第10話 プロローグ(10) 妹

 ブラッドはゆっくり目を覚ました。

 

 自分自身が生きている現実が不思議で仕方がなかった。


 目を覚ましたブラッドが寝ていたのはブラッドの家のベッドの上だった。


「何で僕は自分の家に帰っているんだ?」


 ブラッドは不思議に考えて記憶を遡った。


 最後の光景は不死鳥に見降ろされながら別れを告げられた時が最後だった。


 そこからの記憶は全くない。


 ブラッドは自分自身が魔法を体得したのかどうかも解らなかった。


 上半身を起こしたブラッドに明るく声をかけたのはタオ老師だった。


「ブー君は悪運が強いのぉ。不死鳥が儂の元に貴様を運んで来た時は度肝を抜かれたわい。貴様は五日間寝たままの生活をしていたんだじゃ。この家はサハギン族に調べさせてもらったぞ。奴等は儂にとっては家族同然の輩じゃからな」


「僕は不死鳥の血を飲んで……、死んだ。でも、生きている」


 タオ老師は非常に言い難そうに話を続けた。


「貴様も不完全な生命体となった……、というわけじゃ。不死鳥の血を完全に血液魔法に変換出来なかった。その者が辿る結末は永遠の孤独じゃ。貴様が生きがいにしていた妹さんももうおらぬ」


 タオ老師の言葉を聞いて、ブラッドは我に返った。


「セティン! そうだ、妹はどこにいるんですか! 僕が五日間も寝ている間にセティンはどうなったのですか!」


 タオ老師は凛とした表情でブラッドを見ると現実を話した。


「貴様をこの家に連れて帰った時にはもう逝っておった。一人寂しく戦ったんじゃ。最後まで貴様、兄の返りを信じて誰にも助けを求めず、唯、孤独の中、一人で逝ったんじゃ」


 ブラッドはタオ老師の話を聞いて現実を知った。


 こんな不出来な兄の返りをずっと待ちながら一人で戦いながら逝く。


 どれほど孤独だったか?


 どれだけ辛かったか?


 ブラッドは自分の採った行動が間違いだったと深く後悔すると同時に情けないと自身を責めた。
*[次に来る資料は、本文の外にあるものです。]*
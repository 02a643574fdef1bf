// src/handlers/mod.rs

pub mod comment;
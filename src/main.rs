// src/main.rs

use comment_tree::config::Config;
use comment_tree::routes;
use comment_tree::services::comment::CommentService;
use comment_tree::state::AppState;
use comment_tree::store;
use dotenvy::dotenv;
use tracing_subscriber::{EnvFilter, fmt, layer::SubscriberExt, util::SubscriberInitExt};

#[tokio::main]
async fn main() -> Result<(), Box<dyn std::error::Error>> {
    // Load .env file (if present)
    dotenv().ok();

    // Load configuration from environment
    let config = Config::from_env()?;

    let file_appender = tracing_appender::rolling::daily(&config.log_dir, "app.log");
    let (non_blocking, _guard) = tracing_appender::non_blocking(file_appender);
    let env_filter = EnvFilter::new(&config.rust_log);
    let stdout_layer = fmt::layer().with_writer(std::io::stdout).with_target(false);
    let file_layer = fmt::layer().with_writer(non_blocking).with_ansi(false);

    // Initialize Tracing (Logging)
    tracing_subscriber::registry()
        .with(env_filter)
        .with(stdout_layer)
        .with(file_layer)
        .init();

    // Connect the row store (retries while the database starts, then migrates)
    let store = store::connect(&config).await?;

    let state = AppState {
        comments: CommentService::new(store.clone(), config.request_timeout)
            .with_max_depth(config.max_thread_depth),
        config: config.clone(),
    };

    let app = routes::create_router(state);

    let listener = tokio::net::TcpListener::bind(&config.listen_addr).await?;
    tracing::info!("Listening on {}", listener.local_addr()?);

    axum::serve(listener, app)
        .with_graceful_shutdown(shutdown_signal())
        .await?;

    tracing::info!("Server stopped, closing database pool...");
    store.close().await;
    tracing::info!("app exited");

    Ok(())
}

/// Resolves on Ctrl-C or SIGTERM.
async fn shutdown_signal() {
    let ctrl_c = async {
        if let Err(e) = tokio::signal::ctrl_c().await {
            tracing::error!("Failed to listen for Ctrl-C: {}", e);
            std::future::pending::<()>().await;
        }
    };

    #[cfg(unix)]
    let terminate = async {
        match tokio::signal::unix::signal(tokio::signal::unix::SignalKind::terminate()) {
            Ok(mut signal) => {
                signal.recv().await;
            }
            Err(e) => {
                tracing::error!("Failed to listen for SIGTERM: {}", e);
                std::future::pending::<()>().await;
            }
        }
    };

    #[cfg(not(unix))]
    let terminate = std::future::pending::<()>();

    tokio::select! {
        _ = ctrl_c => {},
        _ = terminate => {},
    }

    tracing::info!("shutting down gracefully...");
}
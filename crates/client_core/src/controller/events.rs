//! UI-facing events and error modeling for the marketplace controller.

use shared::domain::{Card, Listing, Pack, UserProfile};

use super::state::View;
use crate::error::ClientError;

#[derive(Debug, Clone, Copy, PartialEq, Eq)]
pub enum ToastKind {
    Success,
    Error,
}

#[derive(Debug, Clone, PartialEq, Eq)]
pub struct Toast {
    pub kind: ToastKind,
    pub message: String,
}

impl Toast {
    pub fn success(message: impl Into<String>) -> Self {
        Self {
            kind: ToastKind::Success,
            message: message.into(),
        }
    }

    pub fn error(message: impl Into<String>) -> Self {
        Self {
            kind: ToastKind::Error,
            message: message.into(),
        }
    }
}

#[derive(Debug, Clone, PartialEq)]
pub enum UiEvent {
    ViewChanged(View),
    Toast(Toast),
    Loading(bool),
    SessionChanged(Option<UserProfile>),
    BalanceUpdated(i64),
    ListingsUpdated {
        card_name: String,
        listings: Vec<Listing>,
    },
    PacksUpdated(Vec<Pack>),
    CollectionUpdated(Vec<Card>),
    PackOpened {
        pack_name: String,
        cards: Vec<Card>,
    },
}

#[derive(Debug, Clone, Copy, PartialEq, Eq)]
pub enum UiErrorCategory {
    Auth,
    Transport,
    Validation,
    Unknown,
}

#[derive(Debug, Clone, Copy, PartialEq, Eq)]
pub enum UiErrorContext {
    Login,
    Register,
    Catalog,
    Listings,
    Purchase,
    Packs,
    Collection,
    Sell,
    General,
}

#[derive(Debug, Clone, PartialEq, Eq)]
pub struct UiError {
    category: UiErrorCategory,
    context: UiErrorContext,
    message: String,
}

impl UiError {
    /// Input rejected before any request was issued.
    pub fn validation(context: UiErrorContext, message: impl Into<String>) -> Self {
        Self {
            category: UiErrorCategory::Validation,
            context,
            message: message.into(),
        }
    }

    /// Action needs a logged-in user.
    pub fn login_required(context: UiErrorContext, message: impl Into<String>) -> Self {
        Self {
            category: UiErrorCategory::Auth,
            context,
            message: message.into(),
        }
    }

    pub fn from_client_error(
        context: UiErrorContext,
        error: &ClientError,
        message: impl Into<String>,
    ) -> Self {
        let category = match error {
            ClientError::Unauthorized => UiErrorCategory::Auth,
            ClientError::Api { status, .. } => match status {
                401 | 403 => UiErrorCategory::Auth,
                400 | 404 | 409 | 422 => UiErrorCategory::Validation,
                502..=504 => UiErrorCategory::Transport,
                _ => UiErrorCategory::Unknown,
            },
            ClientError::Transport(_) => UiErrorCategory::Transport,
            ClientError::InvalidUrl(_) => UiErrorCategory::Validation,
            ClientError::Decode(_) => UiErrorCategory::Unknown,
        };

        Self {
            category,
            context,
            message: message.into(),
        }
    }

    pub fn requires_reauth(&self) -> bool {
        self.category == UiErrorCategory::Auth
    }

    pub fn category(&self) -> UiErrorCategory {
        self.category
    }

    pub fn context(&self) -> UiErrorContext {
        self.context
    }

    pub fn message(&self) -> &str {
        &self.message
    }
}

impl std::fmt::Display for UiError {
    fn fmt(&self, f: &mut std::fmt::Formatter<'_>) -> std::fmt::Result {
        f.write_str(&self.message)
    }
}

impl std::error::Error for UiError {}

#[cfg(test)]
mod tests {
    use shared::error::{ApiError, ErrorCode};

    use super::*;

    #[test]
    fn api_status_drives_category() {
        let insufficient = ClientError::from_api(
            400,
            ApiError::new(ErrorCode::Validation, "Insufficient funds"),
        );
        let error = UiError::from_client_error(
            UiErrorContext::Purchase,
            &insufficient,
            insufficient.to_string(),
        );
        assert_eq!(error.category(), UiErrorCategory::Validation);
        assert_eq!(error.message(), "Insufficient funds");

        let expired = UiError::from_client_error(
            UiErrorContext::Collection,
            &ClientError::Unauthorized,
            "Failed to load collection",
        );
        assert!(expired.requires_reauth());
        assert_eq!(expired.context(), UiErrorContext::Collection);
    }
}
 セティンの気持ちを考えるだけで涙が溢れて止まらなかった。


 嗚咽を堪えながらも必死にタオ老師にブラッドは話した。


「妹は、セティンは笑っていましたか?」


「……」


「そうですか。僕は本物の罪人だ。不死鳥を傷付け、自身に罰を背負っただけでなく、大切な人の最後にさえ立ち会えなかった。セティンを笑顔で送り出せなかった。恨まれて当然だ」


「そう、自分自身を責めるでない。人は過ちを犯すモノじゃ。この先、生きておれば、必ず恩返しができる時が来る」


「僕はもう一人だ。生きる希望を失った僕は死ぬ以外考えられない」


「貴様はもう死すら許されぬ存在じゃ。不死鳥の血に適合出来なかった者は全員、生きた屍と化す。どんなに苦痛を与えられようが、貴様は永遠を生きる。家族の元さえも行けない永遠の罰。時間は腐るほどある。まぁゆっくり行こうかのぉ」


 タオ老師の話した言葉にブラッドは絶望を通り越して無の境地に至った。


 大切な妹の笑顔を見に死ぬことを許されない身体――。


 そんなとんでもない身体に自身が堕ちたことをブラッドは心底嘆き、悲しんだ。


 そんなブラッドに対してタオ老師だけが優しく接した。


「儂も貴様と同じ境遇よ。二人で道を極めるのも悪くない。貴様には才能がある。死を超越したなら相応に生きて行こうぞ」


「セティン、父さん、母さん……。ごめん、ごめんなさい――」


 ブラッドの嗚咽が混ざった涙が止まることはなかった。


 最悪の結果に終わった少年の旅路は永遠の始まりだった。


 ブラッドはこれから先、どう生きるか想像も出来なかった。


 唯、セティンと両親への謝罪の念と後悔だけが己の心を支配していた。